Immunological profile of Cyno-1 cells. PBLs and Cyno-1-derived neural cells were analyzed by flow cytometry to quantitate expression of M. fasicularis class I (anti-HLA-A,-B,-C) and class II (anti-HLA-DR) antigens and compared with cells stained with isotype-matched control antibodies (shaded curves). PBLs express both class I and class II (DR) antigens whereas differentiated Cyno-1-derived neurons do not express either class of antigen unless treated with IFN-γ.

Fig. 1.

Characterization of parthenogenetic embryos and derived cell lines. (A) Parthenogenetically activated eggs at day 8 of development before ICM isolation. (B) Phase contrast of Cyno-1 stem cells growing on top of mitotically inactivated mouse feeder layer (mef). (C) Alkaline phosphatase staining. (D) Stage-specific embryonic antigen 4. (E) Tumor rejection antigen 1-60. (F) Tumor rejection antigen 1-81 staining. (G) RT-PCR octamer-binding transcription factor 4 expression in undifferentiated Cyno-1 cells. (Scale bars = 50 μm in A, 10 μm in B and D-F, and 4 mm in C.)

Fig. 2.

In vivo differentiation of Cyno-1 cells. Cells were injected i.p. in severe combined immunodeficient mice. Eight and 15 weeks after injection, teratomas 12 and 30 mm in diameter, respectively, were isolated, fixed with 10% paraformaldehyde, and paraffin-embedded. Sections were stained with hematoxylin/eosin.
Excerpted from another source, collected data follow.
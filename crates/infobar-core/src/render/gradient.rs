//! Two-color gradient buffers for the bar background.

use image::{imageops, Rgb, RgbImage};

/// Quarter-turn rotations applied to a finished gradient.
#[derive(Debug, Clone, Copy, PartialEq, Eq, Default)]
pub enum Rotation {
    #[default]
    None,
    Quarter,
    Half,
    ThreeQuarter,
}

impl Rotation {
    /// Rotation for an angle in degrees; only multiples of 90 are accepted.
    pub fn from_degrees(degrees: u32) -> Option<Self> {
        match degrees % 360 {
            0 => Some(Self::None),
            90 => Some(Self::Quarter),
            180 => Some(Self::Half),
            270 => Some(Self::ThreeQuarter),
            _ => None,
        }
    }
}

/// Builds horizontal gradients between two colors.
#[derive(Debug, Clone, Copy)]
pub struct GradientSynthesizer {
    pub start: Rgb<u8>,
    pub end: Rgb<u8>,
}

impl GradientSynthesizer {
    pub fn new(start: Rgb<u8>, end: Rgb<u8>) -> Self {
        Self { start, end }
    }

    /// Render a `width` x `height` gradient, then rotate it as a whole.
    ///
    /// Column `x` gets `start + (end - start) * x / width`; all rows are equal.
    pub fn render(&self, width: u32, height: u32, rotation: Rotation) -> RgbImage {
        let row: Vec<Rgb<u8>> = (0..width)
            .map(|x| self.color_at(x as f32 / width as f32))
            .collect();
        let image = RgbImage::from_fn(width, height, |x, _| row[x as usize]);

        match rotation {
            Rotation::None => image,
            Rotation::Quarter => imageops::rotate90(&image),
            Rotation::Half => imageops::rotate180(&image),
            Rotation::ThreeQuarter => imageops::rotate270(&image),
        }
    }

    fn color_at(&self, t: f32) -> Rgb<u8> {
        let lerp = |a: u8, b: u8| (a as f32 + (b as f32 - a as f32) * t).round() as u8;
        Rgb([
            lerp(self.start[0], self.end[0]),
            lerp(self.start[1], self.end[1]),
            lerp(self.start[2], self.end[2]),
        ])
    }
}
The following complex structures were observed: gut (A), intestinal epithelium with typical goblet cells (gc) and smooth muscle (sm) (B), neuronal tissue with melanocytes (C), hair follicle complex with evident hair (h) and sebaceous gland (sg) (D), skin (E), cartilage (F), ganglion cells (G), and bone (H). (Scale bars = 40 μmin A,10 μmin B and D-H, and 20 μmin C.)

Fig. 3.

Telomerase activity. (A) Cyno-1 cells, maintained in the undifferentiated state on mouse feeder layers, express telomerase activity that diminishes to undetectable levels in differentiated Cyno-1 cells. (B) RT-PCR to detect expression of the paternally expressed imprinted gene Snrpn in Cyno-1 cells (lane 1) and in adult fibroblasts (lane 2) from the same species. The housekeeping gene Gapdh is used as a control to demonstrate that equal amounts of mRNA were used.

Fig. 4.

Nestin-positive neural precursors derived from Cyno-1 cells. (A) Neural precursors stained for nestin (green). The nuclei were stained with 4′,6-diamidino-2-phenylindole (DAPI) (blue). (B) Phase contrast of nestin precursors.

Fig. 5.

Neural differentiation of Cyno ES cells in vitro. (A) Phase contrast microscopy of proliferating Cyno1-derived neural precursors at day 1 in vitro (DIV1). (B) Same cluster of precursors shown at DIV9. The total cell number has increased by 5- to 8-fold over a 9-day period. (Inset) One of many mitotic figures. Immunohistochemical analyses after 5 days of neural differentiation in the absence of bFGF and epidermal growth factor and the presence of ascorbic acid revealed positive staining for glial fibrillary acidic protein (GFAP), an astrocytic marker seen in C, and TUJ1, a neuronal marker seen in D. (E) Sequential exposure to sonic hedgehog, FGF8b, and ascorbic acid yielded an average of 25% TUJ1+ neurons coexpressing tyrosine-hydroxylase (TH), a marker for dopamine neurons. (F) HPLC revealing the release of dopamine (DA) and serotonin (Ser).

Fig. 6.

Single-cell electrophysiology. (A) Neurons derived from Cyno-1 express voltage-dependent inward currents that are blocked by tetrodotoxin. Currents were elicited by membrane depolarizations to 0 mV every 15 s from a holding potential of -70 mV. Application of 0.5 μM tetrodotoxin inhibited >90% of these currents. (B) Inhibition was complete within 30 s of tetrodotoxin application and washed completely in <1 min.